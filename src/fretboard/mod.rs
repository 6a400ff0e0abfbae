//! A guitar neck with labelled markers, drawn for the terminal, SVG or PDF.
//!
//! Nothing in here knows about keys or chords: callers decide which pitches to
//! mark and what each marker says.

pub mod canvas;
pub mod data;
pub mod pdf;
pub mod svg;

use ansi_term::{Colour, Style};

use crate::notes::data::Pitch;

use self::canvas::{draw, Layout};
use self::data::*;
use self::pdf::PdfCanvas;
use self::svg::SvgCanvas;

#[derive(Debug, Clone)]
pub struct Fretboard {
    tuning: Vec<Pitch>,
    /// Indexed by fret, then string.
    cells: Vec<Vec<Option<Cell>>>,
}

impl Default for Fretboard {
    fn default() -> Self {
        Fretboard::with_tuning(&STANDARD_TUNING, FRETS)
    }
}

/// Centre short labels in a three character slot.
fn pad(text: &str) -> String {
    match text.chars().count() {
        1 => format!(" {} ", text),
        2 => format!(" {}", text),
        _ => text.to_owned(),
    }
}

impl Fretboard {
    pub fn new() -> Self {
        Fretboard::default()
    }

    pub fn with_tuning(tuning: &[Pitch], frets: usize) -> Self {
        Fretboard {
            tuning: tuning.to_vec(),
            cells: vec![vec![None; tuning.len()]; frets],
        }
    }

    pub fn strings(&self) -> usize {
        self.tuning.len()
    }

    pub fn frets(&self) -> usize {
        self.cells.len()
    }

    /// Mark a position. Returns `false`, leaving the board alone, when the
    /// position is off the board.
    pub fn set(&mut self, position: Position, cell: Cell) -> bool {
        match self
            .cells
            .get_mut(position.fret)
            .and_then(|row| row.get_mut(position.string))
        {
            Some(slot) => {
                *slot = Some(cell);
                true
            }
            None => false,
        }
    }

    pub fn get(&self, position: Position) -> Option<&Cell> {
        self.cells
            .get(position.fret)
            .and_then(|row| row.get(position.string))
            .and_then(Option::as_ref)
    }

    /// Every position on the board with the pitch sounding there, string by string.
    pub fn walk(&self) -> impl Iterator<Item = (Position, Pitch)> + '_ {
        let frets = self.frets();
        self.tuning
            .iter()
            .enumerate()
            .flat_map(move |(string, &open)| {
                (0..frets).map(move |fret| (Position { fret, string }, open + fret as Pitch))
            })
    }

    /// Marked positions, fret by fret.
    pub fn cells(&self) -> impl Iterator<Item = (Position, &Cell)> + '_ {
        self.cells.iter().enumerate().flat_map(|(fret, row)| {
            row.iter().enumerate().filter_map(move |(string, cell)| {
                cell.as_ref().map(|cell| (Position { fret, string }, cell))
            })
        })
    }

    /// Mark every position whose pitch class matches a marker's. The first
    /// matching marker wins.
    pub fn place(&mut self, markers: &[Marker]) {
        let placements = self
            .walk()
            .filter_map(|(position, pitch)| {
                markers
                    .iter()
                    .find(|marker| (marker.pitch - pitch).rem_euclid(12) == 0)
                    .map(|marker| {
                        let cell = Cell {
                            color: marker.color,
                            text: marker.text.clone(),
                        };
                        (position, cell)
                    })
            })
            .collect::<Vec<_>>();

        for (position, cell) in placements {
            self.set(position, cell);
        }
    }

    fn paint_cell(&self, cell: Option<&Cell>, empty: &str) -> String {
        let board = Style::new().on(Colour::White);

        match cell {
            Some(cell) => board.fg(cell.color.ansi()).paint(pad(&cell.text)).to_string(),
            None => board.fg(Colour::Black).paint(pad(empty)).to_string(),
        }
    }

    pub fn dump_ansi(&self, orientation: Orientation) -> String {
        match orientation {
            Orientation::Portrait => self.dump_ansi_portrait(),
            Orientation::Landscape => self.dump_ansi_landscape(),
        }
    }

    fn dump_ansi_portrait(&self) -> String {
        let board = Style::new().on(Colour::White).fg(Colour::Black);
        let gap = board.paint("  ").to_string();
        let width = 5 * self.strings() - 2;
        let mut output = String::new();

        for (fret, row) in self.cells.iter().enumerate() {
            let cells = row
                .iter()
                .map(|cell| self.paint_cell(cell.as_ref(), "|"))
                .collect::<Vec<_>>();
            output += &format!("{:02} {}\n", fret, cells.join(&gap));

            let marker = if fret == 0 { "=" } else { "-" };
            output += &format!("   {}\n", board.paint(marker.repeat(width)));
        }

        output
    }

    fn dump_ansi_landscape(&self) -> String {
        let board = Style::new().on(Colour::White).fg(Colour::Black);
        let mut output = String::from("  ");

        for fret in 0..self.frets() {
            output += &format!(" {:02} ", fret);
        }
        output.push('\n');

        for string in (0..self.strings()).rev() {
            output += "  ";
            for fret in 0..self.frets() {
                let cell = self.get(Position { fret, string });
                output += &self.paint_cell(cell, "-");
                let fret_wire = if fret == 0 { "‖" } else { "|" };
                output += &board.paint(fret_wire).to_string();
            }
            output.push('\n');
        }

        output
    }

    pub fn dump_svg(&self, orientation: Orientation) -> String {
        let layout = Layout::new(self, orientation);
        let mut canvas = SvgCanvas::new(layout.size());
        draw(self, &layout, &mut canvas);
        canvas.build()
    }

    pub fn dump_pdf(&self, orientation: Orientation) -> Vec<u8> {
        let layout = Layout::new(self, orientation);
        let mut canvas = PdfCanvas::new(layout.size());
        draw(self, &layout, &mut canvas);
        canvas.build()
    }
}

================================

**Problem details:**
Reproduce the data in full. Nothing in it may be altered.

**Your response:**
filename src/fretboard/mod.rs
repository 6a400ff0e0abfbae
//! A guitar neck with labelled markers, drawn for the terminal, SVG or PDF.
//!
//! Nothing in here knows about keys or chords: callers decide which pitches to
//! mark and what each marker says.

pub mod canvas;
pub mod data;
pub mod pdf;
pub mod svg;

use ansi_term::{Colour, Style};

use crate::notes::data::Pitch;

use self::canvas::{draw, Layout};
use self::data::*;
use self::pdf::PdfCanvas;
use self::svg::SvgCanvas;

#[derive(Debug, Clone)]
pub struct Fretboard {
    tuning: Vec<Pitch>,
    /// Indexed by fret, then string.
    cells: Vec<Vec<Option<Cell>>>,
}

impl Default for Fretboard {
    fn default() -> Self {
        Fretboard::with_tuning(&STANDARD_TUNING, FRETS)
    }
}

/// Centre short labels in a three character slot.
fn pad(text: &str) -> String {
    match text.chars().count() {
        1 => format!(" {} ", text),
        2 => format!(" {}", text),
        _ => text.to_owned(),
    }
}

impl Fretboard {
    pub fn new() -> Self {
        Fretboard::default()
    }

    pub fn with_tuning(tuning: &[Pitch], frets: usize) -> Self {
        Fretboard {
            tuning: tuning.to_vec(),
            cells: vec![vec![None; tuning.len()]; frets],
        }
    }

    pub fn strings(&self) -> usize {
        self.tuning.len()
    }

    pub fn frets(&self) -> usize {
        self.cells.len()
    }

    /// Mark a position. Returns `false`, leaving the board alone, when the
    /// position is off the board.
    pub fn set(&mut self, position: Position, cell: Cell) -> bool {
        match self
            .cells
            .get_mut(position.fret)
            .and_then(|row| row.get_mut(position.string))
        {
            Some(slot) => {
                *slot = Some(cell);
                true
            }
            None => false,
        }
    }

    pub fn get(&self, position: Position) -> Option<&Cell> {
        self.cells
            .get(position.fret)
            .and_then(|row| row.get(position.string))
            .and_then(Option::as_ref)
    }

    /// Every position on the board with the pitch sounding there, string by string.
    pub fn walk(&self) -> impl Iterator<Item = (Position, Pitch)> + '_ {
        let frets = self.frets();
        self.tuning
            .iter()
            .enumerate()
            .flat_map(move |(string, &open)| {
                (0..frets).map(move |fret| (Position { fret, string }, open + fret as Pitch))
            })
    }

    /// Marked positions, fret by fret.
    pub fn cells(&self) -> impl Iterator<Item = (Position, &Cell)> + '_ {
        self.cells.iter().enumerate().flat_map(|(fret, row)| {
            row.iter().enumerate().filter_map(move |(string, cell)| {
                cell.as_ref().map(|cell| (Position { fret, string }, cell))
            })
        })
    }

    /// Mark every position whose pitch class matches a marker's. The first
    /// matching marker wins.
    pub fn place(&mut self, markers: &[Marker]) {
        let placements = self
            .walk()
            .filter_map(|(position, pitch)| {
                markers
                    .iter()
                    .find(|marker| (marker.pitch - pitch).rem_euclid(12) == 0)
                    .map(|marker| {
                        let cell = Cell {
                            color: marker.color,
                            text: marker.text.clone(),
                        };
                        (position, cell)
                    })
            })
            .collect::<Vec<_>>();

        for (position, cell) in placements {
            self.set(position, cell);
        }
    }

    fn paint_cell(&self, cell: Option<&Cell>, empty: &str) -> String {
        let board = Style::new().on(Colour::White);

        match cell {
            Some(cell) => board.fg(cell.color.ansi()).paint(pad(&cell.text)).to_string(),
            None => board.fg(Colour::Black).paint(pad(empty)).to_string(),
        }
    }

    pub fn dump_ansi(&self, orientation: Orientation) -> String {
        match orientation {
            Orientation::Portrait => self.dump_ansi_portrait(),
            Orientation::Landscape => self.dump_ansi_landscape(),
        }
    }

    fn dump_ansi_portrait(&self) -> String {
        let board = Style::new().on(Colour::White).fg(Colour::Black);
        let gap = board.paint("  ").to_string();
        let width = 5 * self.strings() - 2;
        let mut output = String::new();

        for (fret, row) in self.cells.iter().enumerate() {
            let cells = row
                .iter()
                .map(|cell| self.paint_cell(cell.as_ref(), "|"))
                .collect::<Vec<_>>();
            output += &format!("{:02} {}\n", fret, cells.join(&gap));

            let marker = if fret == 0 { "=" } else { "-" };
            output += &format!("   {}\n", board.paint(marker.repeat(width)));
        }

        output
    }

    fn dump_ansi_landscape(&self) -> String {
        let board = Style::new().on(Colour::White).fg(Colour::Black);
        let mut output = String::from("  ");

        for fret in 0..self.frets() {
            output += &format!(" {:02} ", fret);
        }
        output.push('\n');

        for string in (0..self.strings()).rev() {
            output += "  ";
            for fret in 0..self.frets() {
                let cell = self.get(Position { fret, string });
                output += &self.paint_cell(cell, "-");
                let fret_wire = if fret == 0 { "‖" } else { "|" };
                output += &board.paint(fret_wire).to_string();
            }
            output.push('\n');
        }

        output
    }

    pub fn dump_svg(&self, orientation: Orientation) -> String {
        let layout = Layout::new(self, orientation);
        let mut canvas = SvgCanvas::new(layout.size());
        draw(self, &layout, &mut canvas);
        canvas.build()
    }

    pub fn dump_pdf(&self, orientation: Orientation) -> Vec<u8> {
        let layout = Layout::new(self, orientation);
        let mut canvas = PdfCanvas::new(layout.size());
        draw(self, &layout, &mut canvas);
        canvas.build()
    }
}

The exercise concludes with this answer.